A civilização humana tinha virado a página do quarto milênio e mal poderia ser reconhecida por alguém do século vinte e um. Nascimentos naturais tinham acabado há vários séculos e os controlados eram muito poucos e, na prática, o resultado de uma verdadeira obra de arte genética. As pessoas viviam mais de duzentos anos e, ainda assim, morriam mais por opção do que por outra causa. Tinha ficado óbvio para o ser humano que ninguém queria viver para sempre.
A Ciência tinha rompido barreiras muito além da imaginação. Por volta do século vinte e seis, finalmente o homem tinha conseguido decifrar  por completo, ou assim pensava, o enigma do tempo, as outras dimensões escondidas na nossa realidade e o que ante se chamava “buraco de minhoca”. Baseado nessas novas armas da Ciência, as Grandes Confederações da Terra construíram uma espécie de portal. Era um ponto onde se encontravam três enormes “jatos” de partículas vindo de três diferentes pontos do Sistema Solar: a Terra, a Lua e Marte. Isto só tinha sido possível quando dois séculos antes, a Grande Confederação do Norte anunciou ao mundo o que todos, de certa forma, já sabiam. Tinham conseguido dominar a antimatéria, conseguindo retirar dela fonte inesgotável de energia.
Pela primeira vez, um humano poderia ser enviado para uma outra galáxia, quase instantaneamente. Nas primeiras décadas, porém, houve muita decepção. Muitos astronautas partiam, mas não voltavam. Havia algo que os cientistas ainda não sabiam, não dominavam. No ano de 2623, entretanto, aconteceu. Cinco astronautas voltaram de uma missão na Galáxia de Andrômeda. Foi terrível, entretanto, pois apenas seus esqueletos retornaram. Como se eles tivessem envelhecido repentinamente, mais de duzentos anos. Apesar disso, era uma grande esperança. As viagens espaciais normais continuavam intensas e havia colônias em diversos planetas do Sistema Solar. A exploração do Cosmos usando o portal, no entanto, foi suspensa usando pessoas. Usavam-se robôs e animais.  O conhecimento desta tecnologia aumentou radicalmente e, justamente, quando tudo parecia sob controle, algo ainda mais extraordinário aconteceu. Era o ano de 2823, curiosamente 200 anos depois que os esqueletos dos cinco cosmonautas voltaram. Uma outra equipe de três homens também voltou. Estavam vivos, mas mesmo com todo o avanço da Genética e da Medicina, eles nunca foram recuperados completamente. Havia algo ao mesmo tempo sinistro e fascinante com a equação tempo espaço que os cientistas não conseguiam controlar. Aquele momento foi decisivo. Os dados obtidos pela volta da nave “Centurion”, mais todo o conhecimento obtido nos últimos 200 anos, parecia ter dado um controle quase completo sobre a maneira de como fazer uma viagem segura de ida e volta através do portal.

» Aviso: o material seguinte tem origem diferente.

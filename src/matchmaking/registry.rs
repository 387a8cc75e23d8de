use super::actor::SessionHandle;
use super::queue::MatchQueues;
use crate::protocol::{ConnectionId, MatchId};
use dashmap::DashMap;
use tokio::sync::{Mutex, MutexGuard};
use tokio_util::sync::CancellationToken;

#[derive(Debug, Clone, Copy, Default, PartialEq, Eq)]
pub struct DrainSummary {
    pub queue_entries_removed: usize,
    pub sessions_cancelled: usize,
}

/// Process-wide matchmaking state: waiting lists, live sessions, and which
/// match each connection is currently racing in.
///
/// Created once at boot and shared by `Arc`.
pub struct MatchmakingRegistry {
    queues: Mutex<MatchQueues>,
    sessions: DashMap<MatchId, SessionHandle>,
    connection_matches: DashMap<ConnectionId, MatchId>,
    shutdown: CancellationToken,
}

impl Default for MatchmakingRegistry {
    fn default() -> Self {
        Self::new()
    }
}

impl MatchmakingRegistry {
    pub fn new() -> Self {
        Self {
            queues: Mutex::new(MatchQueues::new()),
            sessions: DashMap::new(),
            connection_matches: DashMap::new(),
            shutdown: CancellationToken::new(),
        }
    }

    /// Exclusive access to every waiting list.
    pub async fn queues(&self) -> MutexGuard<'_, MatchQueues> {
        self.queues.lock().await
    }

    pub fn insert_session(&self, handle: SessionHandle) {
        self.sessions.insert(handle.match_id, handle);
    }

    pub fn session(&self, match_id: &MatchId) -> Option<SessionHandle> {
        self.sessions.get(match_id).map(|entry| entry.value().clone())
    }

    /// Remove a session and clear every connection still pointing at it.
    pub fn remove_session(&self, match_id: &MatchId) -> Option<SessionHandle> {
        let removed = self.sessions.remove(match_id).map(|(_, handle)| handle);
        self.connection_matches
            .retain(|_, bound_match| bound_match != match_id);
        removed
    }

    pub fn active_session_count(&self) -> usize {
        self.sessions.len()
    }

    pub fn bind_connection(&self, connection_id: ConnectionId, match_id: MatchId) {
        self.connection_matches.insert(connection_id, match_id);
    }

    pub fn bound_match(&self, connection_id: &ConnectionId) -> Option<MatchId> {
        self.connection_matches
            .get(connection_id)
            .map(|entry| *entry.value())
    }

    pub fn unbind_connection(&self, connection_id: &ConnectionId) -> Option<MatchId> {
        self.connection_matches
            .remove(connection_id)
            .map(|(_, match_id)| match_id)
    }

    /// Clear the binding only if it still points at `match_id`.
    pub fn unbind_connection_from(&self, connection_id: &ConnectionId, match_id: &MatchId) {
        self.connection_matches
            .remove_if(connection_id, |_, bound| bound == match_id);
    }

    /// Token a session task watches; cancelled by [`Self::drain`].
    pub fn session_token(&self) -> CancellationToken {
        self.shutdown.child_token()
    }

    pub fn is_draining(&self) -> bool {
        self.shutdown.is_cancelled()
    }

    /// Empty every queue and cancel every session without settling it.
    pub async fn drain(&self) -> DrainSummary {
        self.shutdown.cancel();
        let queue_entries_removed = self.queues.lock().await.clear();
        let sessions_cancelled = self.sessions.len();
        self.sessions.clear();
        self.connection_matches.clear();
        tracing::info!(
            queue_entries_removed,
            sessions_cancelled,
            "Matchmaking registry drained"
        );
        DrainSummary {
            queue_entries_removed,
            sessions_cancelled,
        }
    }
}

Desta data, até o começo do quarto milênio, inúmeras viagens foram feitas com total sucesso. Havia, é claro, o que se chamava o “Ponto Z”. Não havia uma explicação para ter se escolhido tal nome. E o “Ponto Z” era exatamente isso: mesmo conhecendo todas as variáveis, todos os passos de uma viagem interestelar, podia sempre haver um ponto onde alguma coisa diferente poderia ocorrer. Era como se a sabedoria cósmica estivesse alertando os seres humanos de que eles não eram deuses, que havia um limite.
Essa ideia foi reforçada quando uma sonda de reconhecimento, que também usava o portal, voltou com informações sobre o imenso Planeta Voitmatu. Pelo menos 17 vezes maior que a Terra, ele tinha características absolutamente inimagináveis e inverossímeis. Ao invés de servir como sinal de alerta, aquilo incitou ainda mais a curiosidade dos homens da Ciência.
Voitmatu era obviamente habitado. Seus seres, aparentemente, não usavam corpos. Eles usavam qualquer elemento da natureza do planeta para agir, ou executar o que quisessem ou necessitassem. Era como se eles fossem “inteligência pura”. Um corpo, para eles, seria uma limitação. Seu avanço científico e tecnológico foi calculado pelo complexo de Inteligência Artificial central como pelo menos centenas de milhares de anos à frente.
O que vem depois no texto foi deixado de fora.